How To Get Rid Of Flying Termites Without The Hassle

A flying termite viewed from the side

Learning how to get rid of flying termites is essential if you live in an area where these insects are a problem. But unfortunately, there’s a lot of misinformation out there on the right way to deal with them.

This guide will teach you how to get rid of flying termites in your house, as well as outside.

What Are Flying Termites?

When the rest of the country is celebrating the arrival of spring and the warmer weather that spring seems to promise, homeowners in the southern part of the United States are crossing their fingers, getting their spray cans ready and are putting their exterminator’s phone number on speed dial. There, spring is the season for flying termites.

If you’re not from that part of the country, then you can have no idea of the terror that flying termites can bring. These flying termites are sometimes known as “swarmers” because they fly in large swarms as they search for mates and new places to set up their colonies. At any one time, hundreds of flying termites can be seen swarming around street lamps or porch lights. 

A group of winged termites

Not all termites in a colony can fly, so the ones that do fly are reproductive males and females looking to hook up, find a nice place to set up a new colony and begin to reproduce at exponential rates. Once a queen is established and starts doing her thing, she can lay up to 30,000 eggs a day. This means that a colony of 100 termites can turn into literally tens of thousands in a few years.
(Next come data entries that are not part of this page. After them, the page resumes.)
use crate::config::ExtractionSession;
use crate::loader::PageLoader;
use crate::pagination::{PageProbe, same_resource};
use crate::parsers::html;
use crate::progress::JobProgressSink;
use crate::results::{ExtractionOutcome, PageResult, StopReason};
use std::collections::{HashSet, VecDeque};
use std::time::Duration;
use tokio::time::sleep;
use url::Url;

/// Queue-based traversal for URL-addressable pagination.
///
/// The queue is seeded with the start URL and only ever grows by
/// pagination-shaped links discovered on extracted pages; a visited set
/// guards re-entry. Exactly one page is in flight at any time, with a fixed
/// politeness delay between fetches. A single page's load failure is logged
/// and skipped, never fatal.
///
/// `initial_html` lets the orchestrator hand over the already-loaded start
/// page so it is not fetched twice.
pub async fn run(
    loader: &mut dyn PageLoader,
    session: &ExtractionSession,
    sink: &dyn JobProgressSink,
    start: &Url,
    initial_html: Option<String>,
) -> ExtractionOutcome {
    let mut queue: VecDeque<Url> = VecDeque::from([start.clone()]);
    let mut visited: HashSet<String> = HashSet::new();
    let mut pages: Vec<PageResult> = Vec::new();
    let mut initial_html = initial_html;

    let limit = session.page_limit();
    let delay = Duration::from_millis(session.politeness_delay_ms);

    let reason = loop {
        // cancellation is observed before dequeuing
        if sink.is_cancelled(&session.job_id) {
            ::log::info!("[{}] extraction cancelled", session.job_id);
            break StopReason::Cancelled;
        }

        let Some(current) = queue.pop_front() else {
            break StopReason::QueueExhausted;
        };
        if !visited.insert(current.to_string()) {
            continue;
        }

        let preloaded = if current == *start {
            initial_html.take()
        } else {
            None
        };
        let page_html = match preloaded {
            Some(html) => html,
            None => match loader.load(&current).await {
                Ok(html) => html,
                Err(e) => {
                    ::log::warn!("[{}] failed to load {}, skipping: {}", session.job_id, current, e);
                    continue;
                }
            },
        };

        let content = html::extract(
            &page_html,
            &current,
            session.selector.as_deref(),
            session.include_links,
        );
        if content.is_empty() {
            ::log::warn!("[{}] no content extracted from {}, skipping", session.job_id, current);
        } else {
            let number = pages.len() as u32 + 1;
            pages.push(PageResult::new(
                current.to_string(),
                number,
                content.text,
                content.links,
            ));
            sink.set_progress(
                &session.job_id,
                number,
                &format!("Extracting page {}...", number),
            );
            if pages.len() as u32 >= limit {
                break session.limit_reason();
            }

            // discover further pagination-shaped links on this page
            let probe = PageProbe::new(&page_html, current.clone());
            let mut discovered = 0;
            for mut candidate in probe.pagination_link_candidates() {
                candidate.set_fragment(None);
                // a link back to the page that discovered it is never queued
                if same_resource(&candidate, &current) {
                    continue;
                }
                if visited.contains(candidate.as_str()) || queue.contains(&candidate) {
                    continue;
                }
                queue.push_back(candidate);
                discovered += 1;
            }
            if discovered > 0 {
                ::log::debug!(
                    "[{}] queued {} new pagination link(s) from {}",
                    session.job_id,
                    discovered,
                    current
                );
            }
        }

        if !queue.is_empty() {
            sleep(delay).await;
        }
    };

    ExtractionOutcome::new(pages, reason)
}
use std::sync::Mutex;
use std::sync::atomic::{AtomicBool, Ordering};

/// Collaborator that receives page-count updates and answers cancellation
/// queries for a running job.
///
/// Each traversal only ever touches its own job id, so implementations need
/// no cross-job synchronization beyond being shareable. Implementations must
/// swallow their own failures: a broken sink never aborts an extraction.
pub trait JobProgressSink: Send + Sync {
    /// Record that `page_count` pages have been extracted so far
    fn set_progress(&self, job_id: &str, page_count: u32, message: &str);

    /// Whether the job has been cancelled by the caller
    fn is_cancelled(&self, job_id: &str) -> bool;
}

/// Sink that ignores progress and never cancels.
pub struct NoopSink;

impl JobProgressSink for NoopSink {
    fn set_progress(&self, _job_id: &str, _page_count: u32, _message: &str) {}

    fn is_cancelled(&self, _job_id: &str) -> bool {
        false
    }
}

/// Sink that logs progress updates. Used by the CLI.
pub struct LogSink;

impl JobProgressSink for LogSink {
    fn set_progress(&self, job_id: &str, page_count: u32, message: &str) {
        ::log::info!("[{}] {} ({} page(s))", job_id, message, page_count);
    }

    fn is_cancelled(&self, _job_id: &str) -> bool {
        false
    }
}

/// In-memory sink for embedding and tests.
///
/// Cancellation is a shared flag flipped with [`MemorySink::cancel`];
/// progress updates accumulate and can be inspected afterwards.
#[derive(Default)]
pub struct MemorySink {
    cancelled: AtomicBool,
    updates: Mutex<Vec<(String, u32, String)>>,
}

impl MemorySink {
    /// Create a sink with no updates and cancellation unset
    pub fn new() -> Self {
        Self::default()
    }

    /// Mark the job as cancelled; observed at the next step boundary
    pub fn cancel(&self) {
        self.cancelled.store(true, Ordering::SeqCst);
    }

    /// Snapshot of all (job_id, page_count, message) updates received
    pub fn updates(&self) -> Vec<(String, u32, String)> {
        self.updates.lock().map(|u| u.clone()).unwrap_or_default()
    }
}

impl JobProgressSink for MemorySink {
    fn set_progress(&self, job_id: &str, page_count: u32, message: &str) {
        if let Ok(mut updates) = self.updates.lock() {
            updates.push((job_id.to_string(), page_count, message.to_string()));
        }
    }

    fn is_cancelled(&self, _job_id: &str) -> bool {
        self.cancelled.load(Ordering::SeqCst)
    }
}

#[cfg(test)]
mod tests {
    use super::*;

    #[test]
    fn test_memory_sink_records_updates() {
        let sink = MemorySink::new();
        sink.set_progress("job-1", 1, "Extracting page 1...");
        sink.set_progress("job-1", 2, "Extracting page 2...");

        let updates = sink.updates();
        assert_eq!(updates.len(), 2);
        assert_eq!(updates[1], ("job-1".to_string(), 2, "Extracting page 2...".to_string()));
    }

    #[test]
    fn test_memory_sink_cancellation_flag() {
        let sink = MemorySink::new();
        assert!(!sink.is_cancelled("job-1"));
        sink.cancel();
        assert!(sink.is_cancelled("job-1"));
    }

    #[test]
    fn test_noop_sink_never_cancels() {
        let sink = NoopSink;
        sink.set_progress("job-1", 1, "ignored");
        assert!(!sink.is_cancelled("job-1"));
    }
}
Left long enough, that number can spike into the millions.

These flying termites are going to try to get into any crack, crevice or hole in a home they can possibly get into to set up their newest colony. After that, once the colony is established, the colony can eat up to 25 pounds of wood per year. Grossed out yet? It gets worse because you may not even realize that your home is infested until the colony has been there for years. So if you see flying termites swarming around your bedroom lamp or in your bathroom, it’s important to know how to get rid of them.

What Do Flying Termites Look Like?

Flying termites have a pretty distinctive body structure. These insects are around an inch long and usually have dark brown bodies. While they’re often confused with other insects, it’s actually not that hard to identify them once you know what to look for (more on that later).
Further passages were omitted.